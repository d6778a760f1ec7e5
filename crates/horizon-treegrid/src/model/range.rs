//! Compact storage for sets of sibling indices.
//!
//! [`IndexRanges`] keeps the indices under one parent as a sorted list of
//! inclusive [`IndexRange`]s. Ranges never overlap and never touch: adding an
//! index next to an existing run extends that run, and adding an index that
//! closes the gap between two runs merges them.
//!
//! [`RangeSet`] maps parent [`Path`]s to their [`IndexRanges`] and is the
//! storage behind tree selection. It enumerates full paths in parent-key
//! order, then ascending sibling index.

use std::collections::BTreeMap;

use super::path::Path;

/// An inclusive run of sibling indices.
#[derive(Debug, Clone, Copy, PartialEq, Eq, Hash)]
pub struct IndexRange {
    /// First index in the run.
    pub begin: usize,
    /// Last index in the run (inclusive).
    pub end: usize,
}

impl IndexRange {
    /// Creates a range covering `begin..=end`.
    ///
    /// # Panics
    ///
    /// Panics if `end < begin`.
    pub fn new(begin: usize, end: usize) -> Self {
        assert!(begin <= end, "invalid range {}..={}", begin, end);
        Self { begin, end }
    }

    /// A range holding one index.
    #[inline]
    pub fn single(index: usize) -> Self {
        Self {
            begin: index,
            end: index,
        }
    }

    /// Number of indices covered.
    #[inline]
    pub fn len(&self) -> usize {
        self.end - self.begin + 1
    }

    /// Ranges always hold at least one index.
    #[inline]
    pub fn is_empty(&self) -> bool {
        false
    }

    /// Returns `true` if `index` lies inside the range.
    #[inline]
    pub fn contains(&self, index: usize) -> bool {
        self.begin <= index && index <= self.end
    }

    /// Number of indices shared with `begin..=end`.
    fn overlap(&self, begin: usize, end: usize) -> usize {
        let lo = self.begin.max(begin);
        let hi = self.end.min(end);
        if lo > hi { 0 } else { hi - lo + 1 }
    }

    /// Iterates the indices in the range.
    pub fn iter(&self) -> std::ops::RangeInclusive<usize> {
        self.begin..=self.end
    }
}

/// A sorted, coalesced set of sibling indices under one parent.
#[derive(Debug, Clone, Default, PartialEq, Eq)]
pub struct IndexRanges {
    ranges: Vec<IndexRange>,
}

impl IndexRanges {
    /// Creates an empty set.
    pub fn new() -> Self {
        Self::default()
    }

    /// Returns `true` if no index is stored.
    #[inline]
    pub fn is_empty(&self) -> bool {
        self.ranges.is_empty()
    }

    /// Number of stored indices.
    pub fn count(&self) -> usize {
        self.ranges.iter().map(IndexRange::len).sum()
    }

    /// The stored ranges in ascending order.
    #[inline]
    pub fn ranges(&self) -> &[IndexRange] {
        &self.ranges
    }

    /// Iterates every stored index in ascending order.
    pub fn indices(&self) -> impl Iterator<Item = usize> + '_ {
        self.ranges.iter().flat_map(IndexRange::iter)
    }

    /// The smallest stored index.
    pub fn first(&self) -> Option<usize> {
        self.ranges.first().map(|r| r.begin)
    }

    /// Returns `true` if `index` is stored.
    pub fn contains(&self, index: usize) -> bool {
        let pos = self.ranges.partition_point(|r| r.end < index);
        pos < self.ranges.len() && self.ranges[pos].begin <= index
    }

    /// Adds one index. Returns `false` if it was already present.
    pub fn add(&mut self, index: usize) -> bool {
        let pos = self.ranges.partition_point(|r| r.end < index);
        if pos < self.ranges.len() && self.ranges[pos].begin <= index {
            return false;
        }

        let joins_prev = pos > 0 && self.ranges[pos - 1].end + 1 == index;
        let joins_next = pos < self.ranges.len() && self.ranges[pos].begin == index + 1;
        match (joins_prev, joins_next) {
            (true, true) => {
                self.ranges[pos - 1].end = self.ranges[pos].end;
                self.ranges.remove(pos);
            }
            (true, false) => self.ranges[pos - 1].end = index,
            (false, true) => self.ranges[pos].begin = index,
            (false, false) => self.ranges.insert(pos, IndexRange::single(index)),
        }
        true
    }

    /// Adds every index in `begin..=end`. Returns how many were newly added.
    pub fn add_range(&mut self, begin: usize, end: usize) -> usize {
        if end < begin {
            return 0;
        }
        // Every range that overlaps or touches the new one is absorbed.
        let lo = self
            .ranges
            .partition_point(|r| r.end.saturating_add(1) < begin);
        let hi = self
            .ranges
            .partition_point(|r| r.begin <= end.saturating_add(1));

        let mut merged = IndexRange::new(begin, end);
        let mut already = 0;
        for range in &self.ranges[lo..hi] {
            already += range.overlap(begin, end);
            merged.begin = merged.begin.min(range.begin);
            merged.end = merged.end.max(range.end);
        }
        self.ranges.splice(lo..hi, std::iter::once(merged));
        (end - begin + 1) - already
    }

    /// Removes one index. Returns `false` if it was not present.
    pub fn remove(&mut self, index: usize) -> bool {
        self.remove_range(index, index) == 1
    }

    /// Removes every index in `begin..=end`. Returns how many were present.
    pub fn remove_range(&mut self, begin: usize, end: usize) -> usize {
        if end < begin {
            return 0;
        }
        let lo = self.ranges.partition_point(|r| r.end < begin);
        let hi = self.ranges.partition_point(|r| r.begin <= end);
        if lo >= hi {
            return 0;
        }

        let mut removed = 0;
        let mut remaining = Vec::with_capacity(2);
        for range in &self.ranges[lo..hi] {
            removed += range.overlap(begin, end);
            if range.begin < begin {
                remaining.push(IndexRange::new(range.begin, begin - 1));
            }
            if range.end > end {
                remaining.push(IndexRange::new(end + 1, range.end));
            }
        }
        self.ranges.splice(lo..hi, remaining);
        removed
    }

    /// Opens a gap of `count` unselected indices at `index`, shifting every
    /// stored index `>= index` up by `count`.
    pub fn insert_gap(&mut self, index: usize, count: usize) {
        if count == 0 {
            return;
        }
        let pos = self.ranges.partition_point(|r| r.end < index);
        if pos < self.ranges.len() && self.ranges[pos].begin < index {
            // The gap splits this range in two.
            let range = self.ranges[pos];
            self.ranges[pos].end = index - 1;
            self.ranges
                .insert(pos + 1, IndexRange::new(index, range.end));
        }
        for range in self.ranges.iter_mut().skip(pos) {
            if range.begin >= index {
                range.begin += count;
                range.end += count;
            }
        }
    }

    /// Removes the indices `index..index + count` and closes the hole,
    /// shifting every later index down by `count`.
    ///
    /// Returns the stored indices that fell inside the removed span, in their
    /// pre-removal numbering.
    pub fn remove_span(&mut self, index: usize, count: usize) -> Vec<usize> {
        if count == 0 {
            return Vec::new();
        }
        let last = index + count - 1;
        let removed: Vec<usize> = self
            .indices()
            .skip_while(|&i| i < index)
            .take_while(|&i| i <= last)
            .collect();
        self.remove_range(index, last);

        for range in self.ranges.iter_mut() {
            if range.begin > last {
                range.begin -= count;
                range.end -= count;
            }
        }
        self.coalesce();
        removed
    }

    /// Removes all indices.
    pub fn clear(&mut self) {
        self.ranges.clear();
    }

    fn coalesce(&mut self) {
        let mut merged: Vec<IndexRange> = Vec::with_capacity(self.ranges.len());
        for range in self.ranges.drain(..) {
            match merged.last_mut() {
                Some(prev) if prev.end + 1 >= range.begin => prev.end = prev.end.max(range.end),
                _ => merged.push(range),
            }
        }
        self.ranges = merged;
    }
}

****

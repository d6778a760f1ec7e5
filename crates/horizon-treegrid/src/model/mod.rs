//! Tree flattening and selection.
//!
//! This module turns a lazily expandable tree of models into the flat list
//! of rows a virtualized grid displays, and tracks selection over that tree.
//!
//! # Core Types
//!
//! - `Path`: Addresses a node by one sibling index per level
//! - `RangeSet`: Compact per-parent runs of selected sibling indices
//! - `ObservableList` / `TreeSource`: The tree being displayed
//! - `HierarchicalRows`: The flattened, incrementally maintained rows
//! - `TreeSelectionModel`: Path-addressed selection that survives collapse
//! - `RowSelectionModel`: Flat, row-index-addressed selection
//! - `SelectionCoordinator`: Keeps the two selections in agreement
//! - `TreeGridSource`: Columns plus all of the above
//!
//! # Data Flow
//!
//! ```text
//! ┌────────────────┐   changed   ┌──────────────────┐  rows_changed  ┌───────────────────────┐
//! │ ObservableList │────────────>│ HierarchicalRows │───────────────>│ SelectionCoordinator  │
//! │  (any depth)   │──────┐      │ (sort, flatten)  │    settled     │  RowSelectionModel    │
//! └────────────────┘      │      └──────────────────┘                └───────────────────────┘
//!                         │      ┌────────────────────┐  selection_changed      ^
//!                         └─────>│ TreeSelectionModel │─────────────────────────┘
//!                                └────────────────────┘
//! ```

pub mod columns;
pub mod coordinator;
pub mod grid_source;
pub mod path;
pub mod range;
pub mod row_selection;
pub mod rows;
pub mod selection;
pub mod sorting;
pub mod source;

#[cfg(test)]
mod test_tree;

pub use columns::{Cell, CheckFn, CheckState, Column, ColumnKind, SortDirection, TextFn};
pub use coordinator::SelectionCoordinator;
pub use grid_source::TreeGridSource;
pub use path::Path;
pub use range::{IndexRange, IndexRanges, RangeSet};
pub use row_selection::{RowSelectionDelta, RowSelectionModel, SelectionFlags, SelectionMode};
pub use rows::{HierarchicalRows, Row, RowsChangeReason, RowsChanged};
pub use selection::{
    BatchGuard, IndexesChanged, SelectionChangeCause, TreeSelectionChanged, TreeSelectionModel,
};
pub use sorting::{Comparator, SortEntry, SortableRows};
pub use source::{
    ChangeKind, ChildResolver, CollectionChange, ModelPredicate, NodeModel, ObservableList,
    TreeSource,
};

****

In the listing above, how many lines hold the word "filename"? Give the number and nothing more.

### SOLUTION FOR THIS EXERCISE
2